I met Zachary Hands, the Democrat candidate for Carroll County Commissioner District 3, at the Westminster Memorial Day Parade. We continued our campaign camaraderie throughout primary early voting at the Westminster Senior Center. I like Mr. Hands, but that does not mean that I want him in positions of power, particularly as it pertains to my children, their education, and their future.

What does the candidacy of Zachary Hands have to do with the Board of Education beyond non-voting member status and budget oversight? Since 2018, Hands has been employed full time as the assistant to the state superintendent of schools. When Michael Zimmer ran for commissioner in 2006, the Carroll County Ethics Commission ruled that he should resign from substitute teaching, a position deemed a (perceived) conflict of interest. Zimmer similarly cautioned fellow educator Dennis Frazier during his 2014 run for commissioner. Frazier did not heed this advice, but the ethics board concluded that it was not a conflict of interest for him to serve two masters, albeit as significantly more than a substitute teacher.

Presently, Carroll County struggles to exert sovereignty and maintain a distinct identity that represents the ideologies of its constituents, free from impositions of failed Annapolis cookie-cutter policies and Baltimore templates.

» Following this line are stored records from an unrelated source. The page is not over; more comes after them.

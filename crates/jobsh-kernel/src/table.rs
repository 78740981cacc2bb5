//! The job table: authoritative record of every live child process.
//!
//! Plain data, no locking. Callers reach a mutable table only through
//! [`Blocked`](crate::control::Blocked), which holds the signal guard.

use nix::unistd::Pid;

use jobsh_types::{JobId, JobInfo, JobState};

use crate::config::{DEFAULT_MAX_JOBS, DEFAULT_MAX_JOB_ID};
use crate::error::{ShellError, ShellResult};

/// One live child process and its control metadata.
#[derive(Debug, Clone, PartialEq, Eq)]
pub struct Job {
    /// Process ID; also the job's process group ID.
    pub pid: Pid,
    /// Shell-local job number.
    pub id: JobId,
    /// Current control state.
    pub state: JobState,
    /// Command line as typed, kept for display only.
    pub command: String,
}

impl Job {
    /// Snapshot for listing.
    pub fn info(&self) -> JobInfo {
        JobInfo {
            id: self.id,
            pid: self.pid.as_raw() as u32,
            state: self.state,
            command: self.command.clone(),
        }
    }
}

/// Bounded collection of jobs, in insertion order.
#[derive(Debug)]
pub struct JobTable {
    jobs: Vec<Job>,
    capacity: usize,
    max_id: u32,
    /// Most recently assigned id (0 before the first add).
    last_id: u32,
}

impl JobTable {
    /// Create an empty table.
    ///
    /// `max_id` is raised to at least `capacity` so a free id always exists
    /// while the table has room.
    pub fn new(capacity: usize, max_id: u32) -> Self {
        let floor = u32::try_from(capacity).unwrap_or(u32::MAX).max(1);
        Self {
            jobs: Vec::with_capacity(capacity),
            capacity,
            max_id: max_id.max(floor),
            last_id: 0,
        }
    }

    /// Maximum number of live jobs.
    pub fn capacity(&self) -> usize {
        self.capacity
    }

    /// Number of live jobs.
    pub fn len(&self) -> usize {
        self.jobs.len()
    }

    pub fn is_empty(&self) -> bool {
        self.jobs.is_empty()
    }

    pub fn is_full(&self) -> bool {
        self.jobs.len() >= self.capacity
    }

    /// Register a freshly created process and return its job id.
    pub fn add(&mut self, pid: Pid, state: JobState, command: &str) -> ShellResult<JobId> {
        if self.is_full() {
            return Err(ShellError::TableFull {
                capacity: self.capacity,
            });
        }
        debug_assert!(self.find_by_pid(pid).is_none(), "pid {pid} already in table");
        debug_assert!(
            state != JobState::ForegroundRunning || self.find_foreground().is_none(),
            "second foreground job"
        );

        let id = self.next_free_id();
        self.jobs.push(Job {
            pid,
            id,
            state,
            command: command.to_string(),
        });
        tracing::debug!(job = %id, %pid, ?state, command, "added job");
        Ok(id)
    }

    /// Advance past `last_id`, wrapping after `max_id` and skipping ids in use.
    fn next_free_id(&mut self) -> JobId {
        let mut candidate = self.last_id;
        loop {
            candidate = if candidate >= self.max_id { 1 } else { candidate + 1 };
            if self.find_by_job_id(JobId(candidate)).is_none() {
                break;
            }
        }
        self.last_id = candidate;
        JobId(candidate)
    }

    /// Remove the job for `pid`, keeping the order of the rest.
    pub fn remove(&mut self, pid: Pid) -> Option<Job> {
        let index = self.jobs.iter().position(|job| job.pid == pid)?;
        let job = self.jobs.remove(index);
        tracing::debug!(job = %job.id, %pid, "removed job");
        Some(job)
    }

    pub fn find_by_pid(&self, pid: Pid) -> Option<&Job> {
        self.jobs.iter().find(|job| job.pid == pid)
    }

    pub fn find_by_pid_mut(&mut self, pid: Pid) -> Option<&mut Job> {
        self.jobs.iter_mut().find(|job| job.pid == pid)
    }

    pub fn find_by_job_id(&self, id: JobId) -> Option<&Job> {
        self.jobs.iter().find(|job| job.id == id)
    }

    /// The job in `ForegroundRunning` state, if any.
    pub fn find_foreground(&self) -> Option<&Job> {
        self.jobs
            .iter()
            .find(|job| job.state == JobState::ForegroundRunning)
    }

    /// Change a job's state, returning the state it had before.
    pub fn set_state(&mut self, pid: Pid, state: JobState) -> Option<JobState> {
        debug_assert!(
            state != JobState::ForegroundRunning
                || self.find_foreground().is_none_or(|fg| fg.pid == pid),
            "second foreground job"
        );
        let job = self.find_by_pid_mut(pid)?;
        let prior = std::mem::replace(&mut job.state, state);
        tracing::debug!(job = %job.id, %pid, ?prior, ?state, "job state changed");
        Some(prior)
    }

    /// All live jobs in insertion order.
    pub fn snapshot(&self) -> Vec<JobInfo> {
        self.jobs.iter().map(Job::info).collect()
    }
}

impl Default for JobTable {
    fn default() -> Self {
        Self::new(DEFAULT_MAX_JOBS, DEFAULT_MAX_JOB_ID)
    }
}
//! Pure data types for jobsh: job identity, control state and notice lines.
//!
//! This crate is a leaf dependency with no async runtime, no OS calls, no I/O.
//! Every line the shell prints about a job is a `Display` impl in here, so the
//! exact output formats live in one place and can be tested without processes.

pub mod job;
pub mod notice;

// Flat re-exports for convenience
pub use job::*;
pub use notice::*;
//! `bg` and `fg`: resolve a job reference and continue a stopped job.
//!
//! A reference is `%<job id>` or a bare process id. Bad or unknown references
//! print a diagnostic and change nothing. A job that exists but isn't stopped
//! is left alone without a word, so repeating `bg`/`fg` is harmless.

use std::fmt;
use std::str::FromStr;

use nix::sys::signal::Signal;
use nix::unistd::Pid;

use jobsh_types::{JobId, JobState, Notice};

use crate::control::{Flow, JobControl};
use crate::error::ShellResult;
use crate::notify::Notifications;

/// Which builtin is continuing the job.
#[derive(Debug, Clone, Copy, PartialEq, Eq)]
pub enum Resume {
    /// `bg`: continue without waiting.
    Background,
    /// `fg`: continue and wait for it.
    Foreground,
}

impl fmt::Display for Resume {
    fn fmt(&self, f: &mut fmt::Formatter<'_>) -> fmt::Result {
        f.write_str(match self {
            Resume::Background => "bg",
            Resume::Foreground => "fg",
        })
    }
}

/// A job named on the command line.
#[derive(Debug, Clone, Copy, PartialEq, Eq)]
pub enum JobRef {
    /// `%<n>`
    Job(JobId),
    /// `<pid>`
    Process(Pid),
}

/// A token that is neither `%<digits>` nor `<digits>`.
#[derive(Debug, Clone, PartialEq, Eq)]
pub struct BadJobRef;

fn digits<T: FromStr>(text: &str) -> Result<T, BadJobRef> {
    // `str::parse` would also accept a leading '+'.
    if text.is_empty() || !text.bytes().all(|b| b.is_ascii_digit()) {
        return Err(BadJobRef);
    }
    text.parse().map_err(|_| BadJobRef)
}

impl FromStr for JobRef {
    type Err = BadJobRef;

    fn from_str(token: &str) -> Result<Self, Self::Err> {
        match token.strip_prefix('%') {
            Some(id) => Ok(JobRef::Job(JobId(digits(id)?))),
            None => Ok(JobRef::Process(Pid::from_raw(digits(token)?))),
        }
    }
}

impl JobRef {
    fn not_found(self) -> String {
        match self {
            JobRef::Job(id) => format!("%{}: No such job", id),
            JobRef::Process(pid) => format!("({}): No such process", pid),
        }
    }
}

/// Run `bg` or `fg` with the builtin's argument vector.
pub async fn resume(
    control: &mut JobControl,
    notifications: &mut Notifications,
    resume: Resume,
    argv: &[String],
) -> ShellResult<Flow> {
    let mut blocked = control.block()?;

    let Some(token) = argv.get(1) else {
        blocked
            .console()
            .error(format_args!("{} command requires PID or %jobid argument", resume));
        return Ok(Flow::Continue);
    };
    let Ok(target) = token.parse::<JobRef>() else {
        blocked
            .console()
            .error(format_args!("{}: argument must be a PID or %jobid", resume));
        return Ok(Flow::Continue);
    };

    let found = match target {
        JobRef::Job(id) => blocked.jobs().find_by_job_id(id),
        JobRef::Process(pid) => blocked.jobs().find_by_pid(pid),
    };
    let Some(job) = found.cloned() else {
        blocked.console().error(target.not_found());
        return Ok(Flow::Continue);
    };

    if job.state != JobState::Stopped {
        tracing::debug!(job = %job.id, state = ?job.state, "{} ignored, job not stopped", resume);
        return Ok(Flow::Continue);
    }

    if let Err(e) = blocked.backend().signal_group(job.pid, Signal::SIGCONT) {
        tracing::warn!(job = %job.id, pid = %job.pid, "failed to continue job: {}", e);
    }

    match resume {
        Resume::Background => {
            blocked.jobs_mut().set_state(job.pid, JobState::BackgroundRunning);
            blocked.notice(Notice::Background {
                id: job.id,
                pid: job.pid.as_raw() as u32,
                command: job.command,
            });
            Ok(Flow::Continue)
        }
        Resume::Foreground => {
            blocked.expect_foreground();
            blocked.jobs_mut().set_state(job.pid, JobState::ForegroundRunning);
            blocked.wait_foreground(notifications).await
        }
    }
}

The Blueprint for Maryland’s Future is such an example of the one-size-fits-all pitfall, one that Hands espouses on his campaign website. Per the Ethics Commission, there are no potential ethics violations to submit for consideration unless and until Hands is elected commissioner. At that point, an influential state Board of Education employee could potentially vertically integrate the Democratic platform and his own personal ideology at both the state and county levels. Unless, of course, Hands resigns from his lucrative state position.

Even if the Ethics Commission allows Hands to maintain his state position, does that mean that a truly ethical decision has been made? Is the Ethics Commission infallible, with a history of ignoring precedent for personal or prevailing public sentiment? More importantly, can Carroll County afford to wait until after the election to adjudicate the ethical question and to determine whether further Annapolis encroachment through a state Board of Education employee is what it wants and needs?